The most common concern we hear about ASOs for the CNS, especially from neurologists, is whether they have sufficient distribution to all parts of the brain. Do they really reach deep brain structures or is drug activity limited to the cortex and spinal cord? Of course, the ultimate answer to this question will have to come from humans — efficacy in diseases with deep brain structure involvement, and autopsy data showing drug distribution and target engagement. But human data are slow to accumulate. In the meantime, the new paper does probably the best job you could ask for of using animal data to try to answer this question. As in previous studies of ASOs in the periphery [Hung 2013], Ionis uses the ubiquitously expressed non-coding RNA Malat1 as a model target. They examine the accumulation, potency, and distribution of a potent Malat1 ASO in mice, rats, and monkeys. In Figure 5, they show that across a battery of 35 different brain regions in cynomolgus macaques, the ASO lowers the target to anywhere from ~10% to 75% of its normal levels. The single least-reached region is putamen, with about 75% residual Malat1, followed by globus pallidus at about 60%. Even in caudate, thalamus, and deep cerebellar nuclei, the ASO lowers its target to about 50% of normal levels. In the best-reached regions, including virtually all parts of cortex, the target is lowered to about 10% of normal levels. So, while ASO distribution may not be equal, some level of target engagement is achieved throughout the brain in monkeys. Non-human primate data are a lot more convincing than just rodent data in this regard, but a caveat, of course, is that even an adult cynomolgus monkey brain still weighs in at only about 74 g [Pardo 2012], versus ~1,300 g for humans [Svennerholm 1997].
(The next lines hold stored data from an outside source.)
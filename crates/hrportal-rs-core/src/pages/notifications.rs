use super::PageContext;
use crate::collection::{LoadState, RemoteCollection};
use crate::error::PortalError;
use crate::filter::NotificationFilter;
use hrportal_rs_protocol::{OnboardingNotification, RecordId};
use log::warn;
use parking_lot::Mutex;
use std::sync::Arc;

/// Onboarding notifications for the signed-in employee.
#[derive(Clone)]
pub struct NotificationFeed {
    ctx: PageContext,
    notifications: Arc<Mutex<RemoteCollection<OnboardingNotification>>>,
}

impl NotificationFeed {
    pub fn new(ctx: PageContext) -> Self {
        Self {
            ctx,
            notifications: Arc::new(Mutex::new(RemoteCollection::new())),
        }
    }

    pub async fn refresh(&self) -> LoadState {
        let ticket = self.notifications.lock().begin_fetch();
        let result = self.ctx.api.onboarding_notifications().await;
        let mut notifications = self.notifications.lock();
        match result {
            Ok(items) => {
                notifications.apply(ticket, items);
            }
            Err(err) => {
                warn!("failed to load notifications (error={})", err);
                notifications.fail(ticket, err.user_message());
            }
        }
        notifications.state().clone()
    }

    pub fn load_state(&self) -> LoadState {
        self.notifications.lock().state().clone()
    }

    pub fn visible(&self, filter: NotificationFilter) -> Vec<OnboardingNotification> {
        filter.apply(self.notifications.lock().items())
    }

    pub fn unread_count(&self) -> usize {
        self.notifications
            .lock()
            .items()
            .iter()
            .filter(|notification| !notification.is_read)
            .count()
    }

    /// Mark one notification read. The local flag flips only after the server
    /// accepts the change.
    pub async fn mark_read(&self, id: RecordId) -> Result<(), PortalError> {
        let already_read = self
            .notifications
            .lock()
            .get(&id)
            .is_some_and(|notification| notification.is_read);
        if already_read {
            return Ok(());
        }
        self.ctx
            .api
            .mark_notification_read(id)
            .await
            .map_err(|err| self.ctx.write_failed("mark notification as read", err))?;
        self.notifications
            .lock()
            .patch(&id, |notification| notification.is_read = true);
        Ok(())
    }

    /// Mark every unread notification read, stopping at the first failure.
    pub async fn mark_all_read(&self) -> Result<usize, PortalError> {
        let unread: Vec<RecordId> = self
            .notifications
            .lock()
            .items()
            .iter()
            .filter(|notification| !notification.is_read)
            .map(|notification| notification.id)
            .collect();
        for id in &unread {
            self.mark_read(*id).await?;
        }
        Ok(unread.len())
    }
}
The paper also models (both in the monkeys and across mouse and rat models) the relationship between drug concentration and drug activity. Long story short, ASO concentration is a good proxy for target engagement — the reason why there is not much knockdown in the monkey putamen is because there is not much drug there. Finally, there are some limited cell type distribution data, showing that the ASO is active across multiple cell types in the brain: neurons, oligodendrocytes, astrocytes, and microglia.

All told, while we will continue to watch new human data roll in, this atlas of ASO activity provides a good foundation on which to believe that ASOs are a relevant modality for a whole-brain disease like prion disease.